*EXERCISE OBJECTIVE:* Copy each line of the records below that mentions the word "crate".

*** RECORD SET

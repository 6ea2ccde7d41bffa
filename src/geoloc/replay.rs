use crate::error::GeolocationErrorKind;
use crate::geoloc::{GeolocationProvider, PositionSample, SampleCallback, SampleResult, WatchHandle};
use async_trait::async_trait;
use std::sync::atomic::{AtomicBool, Ordering};
use std::sync::Arc;
use std::time::Duration;

/// Deterministic provider that replays a scripted sample sequence.
///
/// Used by tests and by the probe binary, where no real positioning stack
/// exists. Samples are pushed in order with a fixed inter-arrival delay;
/// error entries exercise the tracker's failure paths.
pub struct ReplayProvider {
    samples: Vec<SampleResult>,
    interval: Duration,
    supported: bool,
}

impl ReplayProvider {
    pub fn new(samples: Vec<SampleResult>, interval: Duration) -> Self {
        ReplayProvider {
            samples,
            interval,
            supported: true,
        }
    }

    /// A provider that reports the platform as lacking geolocation.
    pub fn unsupported() -> Self {
        ReplayProvider {
            samples: Vec::new(),
            interval: Duration::ZERO,
            supported: false,
        }
    }

    /// Convenience: replay a path of raw coordinates.
    pub fn from_path(path: &[(f64, f64)], interval: Duration) -> Self {
        let samples = path
            .iter()
            .filter_map(|&(lat, lng)| crate::models::Coordinates::new(lat, lng).ok())
            .map(|position| Ok(PositionSample::new(position)))
            .collect();
        ReplayProvider::new(samples, interval)
    }
}

#[async_trait]
impl GeolocationProvider for ReplayProvider {
    fn supported(&self) -> bool {
        self.supported
    }

    async fn current_position(&self) -> SampleResult {
        if !self.supported {
            return Err(GeolocationErrorKind::NotSupported);
        }
        match self.samples.first() {
            Some(sample) => *sample,
            None => Err(GeolocationErrorKind::PositionUnavailable),
        }
    }

    fn watch(
        &self,
        callback: SampleCallback,
    ) -> std::result::Result<WatchHandle, GeolocationErrorKind> {
        if !self.supported {
            return Err(GeolocationErrorKind::NotSupported);
        }

        let samples = self.samples.clone();
        let interval = self.interval;
        let cancelled = Arc::new(AtomicBool::new(false));
        let cancel_flag = cancelled.clone();

        let task = tokio::spawn(async move {
            for sample in samples {
                if cancelled.load(Ordering::SeqCst) {
                    break;
                }
                callback(sample);
                tokio::time::sleep(interval).await;
            }
        });

        Ok(WatchHandle::new(move || {
            cancel_flag.store(true, Ordering::SeqCst);
            task.abort();
        }))
    }
}

#[cfg(test)]
mod tests {
    use super::*;
    use crate::models::Coordinates;
    use std::sync::Mutex;

    fn sample(lat: f64, lng: f64) -> SampleResult {
        Ok(PositionSample::new(Coordinates::new(lat, lng).unwrap()))
    }

    #[tokio::test]
    async fn replays_all_samples_in_order() {
        let provider = ReplayProvider::new(
            vec![sample(0.0, 0.0), sample(0.0, 0.001), sample(0.0, 0.002)],
            Duration::ZERO,
        );

        let seen: Arc<Mutex<Vec<f64>>> = Arc::new(Mutex::new(Vec::new()));
        let sink = seen.clone();
        let handle = provider
            .watch(Box::new(move |result| {
                if let Ok(s) = result {
                    sink.lock().unwrap().push(s.position.lng);
                }
            }))
            .unwrap();

        tokio::time::sleep(Duration::from_millis(50)).await;
        handle.stop();

        assert_eq!(*seen.lock().unwrap(), vec![0.0, 0.001, 0.002]);
    }

    #[tokio::test]
    async fn stop_halts_delivery() {
        let provider = ReplayProvider::new(
            vec![sample(0.0, 0.0), sample(0.0, 0.001), sample(0.0, 0.002)],
            Duration::from_millis(30),
        );

        let seen: Arc<Mutex<Vec<f64>>> = Arc::new(Mutex::new(Vec::new()));
        let sink = seen.clone();
        let handle = provider
            .watch(Box::new(move |result| {
                if let Ok(s) = result {
                    sink.lock().unwrap().push(s.position.lng);
                }
            }))
            .unwrap();

        // Let the first sample through, then stop before the rest arrive
        tokio::time::sleep(Duration::from_millis(10)).await;
        handle.stop();
        tokio::time::sleep(Duration::from_millis(80)).await;

        let delivered = seen.lock().unwrap().len();
        assert!(delivered < 3, "expected delivery to stop, saw {}", delivered);
    }

    #[tokio::test]
    async fn unsupported_provider() {
        let provider = ReplayProvider::unsupported();
        assert!(!provider.supported());
        assert_eq!(
            provider.current_position().await,
            Err(GeolocationErrorKind::NotSupported)
        );
        assert!(provider.watch(Box::new(|_| {})).is_err());
    }

    #[test]
    fn one_shot_returns_first_sample() {
        tokio_test::block_on(async {
            let provider = ReplayProvider::new(vec![sample(14.5995, 120.9842)], Duration::ZERO);
            let fix = provider.current_position().await.unwrap();
            assert_eq!(fix.position.lat, 14.5995);

            let empty = ReplayProvider::new(vec![], Duration::ZERO);
            assert_eq!(
                empty.current_position().await,
                Err(GeolocationErrorKind::PositionUnavailable)
            );
        });
    }
}
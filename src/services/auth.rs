use crate::constants::TOKEN_MAX_AGE_SECONDS;
use crate::error::{ClientError, Result};
use crate::services::api::ApiClient;
use serde::{Deserialize, Serialize};
use std::path::PathBuf;
use std::sync::{Arc, Mutex};
use time::OffsetDateTime;

#[derive(Debug, Clone, Serialize, Deserialize, PartialEq)]
pub struct User {
    pub id: i64,
    pub email: String,
    pub full_name: String,
    pub first_name: String,
    pub last_name: String,
    #[serde(default)]
    pub avatar_permanent_url: Option<String>,
    #[serde(default)]
    pub avatar_permanent_thumb_url: Option<String>,
    pub verified: bool,
}

#[derive(Debug, Deserialize)]
pub struct LoginData {
    pub access_token: String,
    pub token_type: String,
    pub expires_in: String,
    pub user: User,
}

#[derive(Debug, Deserialize)]
pub struct LoginResponse {
    pub data: LoginData,
}

/// On-disk session file. The browser client kept the token in a 7-day
/// cookie; here it is a JSON file with an explicit expiry stamp.
#[derive(Debug, Serialize, Deserialize)]
struct StoredToken {
    access_token: String,
    expires_at: i64,
}

#[derive(Default)]
struct SessionState {
    token: Option<String>,
    user: Option<User>,
}

/// Process-wide auth session: the bearer token and the logged-in user.
/// Constructed once at startup and shared; the API client reads the token
/// from here and calls [`Session::invalidate`] on 401.
///
/// Store I/O never fails callers: unreadable, corrupt, or expired session
/// files degrade to "not logged in".
pub struct Session {
    state: Mutex<SessionState>,
    store_path: PathBuf,
}

impl Session {
    pub fn new(store_path: impl Into<PathBuf>) -> Self {
        Session {
            state: Mutex::new(SessionState::default()),
            store_path: store_path.into(),
        }
    }

    pub fn token(&self) -> Option<String> {
        self.state.lock().expect("session state poisoned").token.clone()
    }

    pub fn user(&self) -> Option<User> {
        self.state.lock().expect("session state poisoned").user.clone()
    }

    pub fn is_authenticated(&self) -> bool {
        let state = self.state.lock().expect("session state poisoned");
        state.token.is_some() && state.user.is_some()
    }

    /// Install a freshly issued token (and user) and persist it with a new
    /// 7-day expiry.
    pub fn establish(&self, token: String, user: User) {
        if let Err(e) = self.persist(&token) {
            tracing::warn!("Failed to persist session token: {}", e);
        }
        let mut state = self.state.lock().expect("session state poisoned");
        state.token = Some(token);
        state.user = Some(user);
    }

    /// Install a restored token without touching the stored expiry.
    pub(crate) fn adopt(&self, token: String) {
        self.state.lock().expect("session state poisoned").token = Some(token);
    }

    pub(crate) fn set_user(&self, user: User) {
        self.state.lock().expect("session state poisoned").user = Some(user);
    }

    /// Drop the in-memory session and the stored token.
    pub fn invalidate(&self) {
        {
            let mut state = self.state.lock().expect("session state poisoned");
            state.token = None;
            state.user = None;
        }
        if self.store_path.exists() {
            if let Err(e) = std::fs::remove_file(&self.store_path) {
                tracing::warn!("Failed to remove session file: {}", e);
            }
        }
    }

    /// Read the stored token, discarding it when expired or unreadable.
    pub fn load_stored_token(&self) -> Option<String> {
        let raw = match std::fs::read_to_string(&self.store_path) {
            Ok(raw) => raw,
            Err(e) if e.kind() == std::io::ErrorKind::NotFound => return None,
            Err(e) => {
                tracing::warn!("Failed to read session file: {}", e);
                return None;
            }
        };

        let stored: StoredToken = match serde_json::from_str(&raw) {
            Ok(stored) => stored,
            Err(e) => {
                tracing::warn!("Corrupt session file, ignoring: {}", e);
                return None;
            }
        };

        if OffsetDateTime::now_utc().unix_timestamp() >= stored.expires_at {
            tracing::info!("Stored session token expired");
            let _ = std::fs::remove_file(&self.store_path);
            return None;
        }

        Some(stored.access_token)
    }

    fn persist(&self, token: &str) -> Result<()> {
        let stored = StoredToken {
            access_token: token.to_string(),
            expires_at: OffsetDateTime::now_utc().unix_timestamp() + TOKEN_MAX_AGE_SECONDS,
        };
        let json = serde_json::to_string(&stored)
            .map_err(|e| ClientError::Cache(format!("session store encode: {}", e)))?;
        std::fs::write(&self.store_path, json)
            .map_err(|e| ClientError::Cache(format!("session store write: {}", e)))
    }
}

/// Login, logout, and session-restore flows over the auth endpoints.
pub struct AuthService {
    api: ApiClient,
    session: Arc<Session>,
}

impl AuthService {
    pub fn new(api: ApiClient, session: Arc<Session>) -> Self {
        AuthService { api, session }
    }

    pub async fn login(&self, username: &str, password: &str) -> Result<User> {
        let body = serde_json::json!({ "username": username, "password": password });

        let response: LoginResponse =
            self.api.post_json("/auth/login", &body).await.map_err(|e| match e {
                ClientError::Api { message, .. } => ClientError::Auth(message),
                other => other,
            })?;

        let user = response.data.user;
        self.session.establish(response.data.access_token, user.clone());
        tracing::info!("Logged in as {}", user.email);
        Ok(user)
    }

    /// Logout is best-effort on the wire: the local session is cleared even
    /// when the revocation call fails.
    pub async fn logout(&self) {
        if self.session.token().is_some() {
            if let Err(e) = self
                .api
                .post_json::<serde_json::Value, _>("/auth/logout", &serde_json::json!({}))
                .await
            {
                tracing::warn!("Logout call failed: {}", e);
            }
        }
        self.session.invalidate();
        tracing::info!("Session cleared");
    }

    pub async fn me(&self) -> Result<User> {
        self.api.get_json("/auth/me", &[]).await
    }

    /// Resume a persisted session: adopt the stored token, validate it via
    /// `/auth/me`, and discard it when the server rejects it.
    pub async fn restore(&self) -> Result<Option<User>> {
        let Some(token) = self.session.load_stored_token() else {
            return Ok(None);
        };

        self.session.adopt(token);

        match self.me().await {
            Ok(user) => {
                self.session.set_user(user.clone());
                tracing::info!("Restored session for {}", user.email);
                Ok(Some(user))
            }
            Err(e) => {
                tracing::warn!("Stored token rejected: {}", e);
                self.session.invalidate();
                Ok(None)
            }
        }
    }
}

******

*WRITTEN ANSWER:*
use crate::error::GeolocationErrorKind;
use crate::geoloc::{GeolocationProvider, PositionSample, SampleCallback, SampleResult, WatchHandle};
            .filter_map(|&(lat, lng)| crate::models::Coordinates::new(lat, lng).ok())
    use crate::models::Coordinates;
use crate::constants::TOKEN_MAX_AGE_SECONDS;
use crate::error::{ClientError, Result};
use crate::services::api::ApiClient;
    pub(crate) fn adopt(&self, token: String) {
    pub(crate) fn set_user(&self, user: User) {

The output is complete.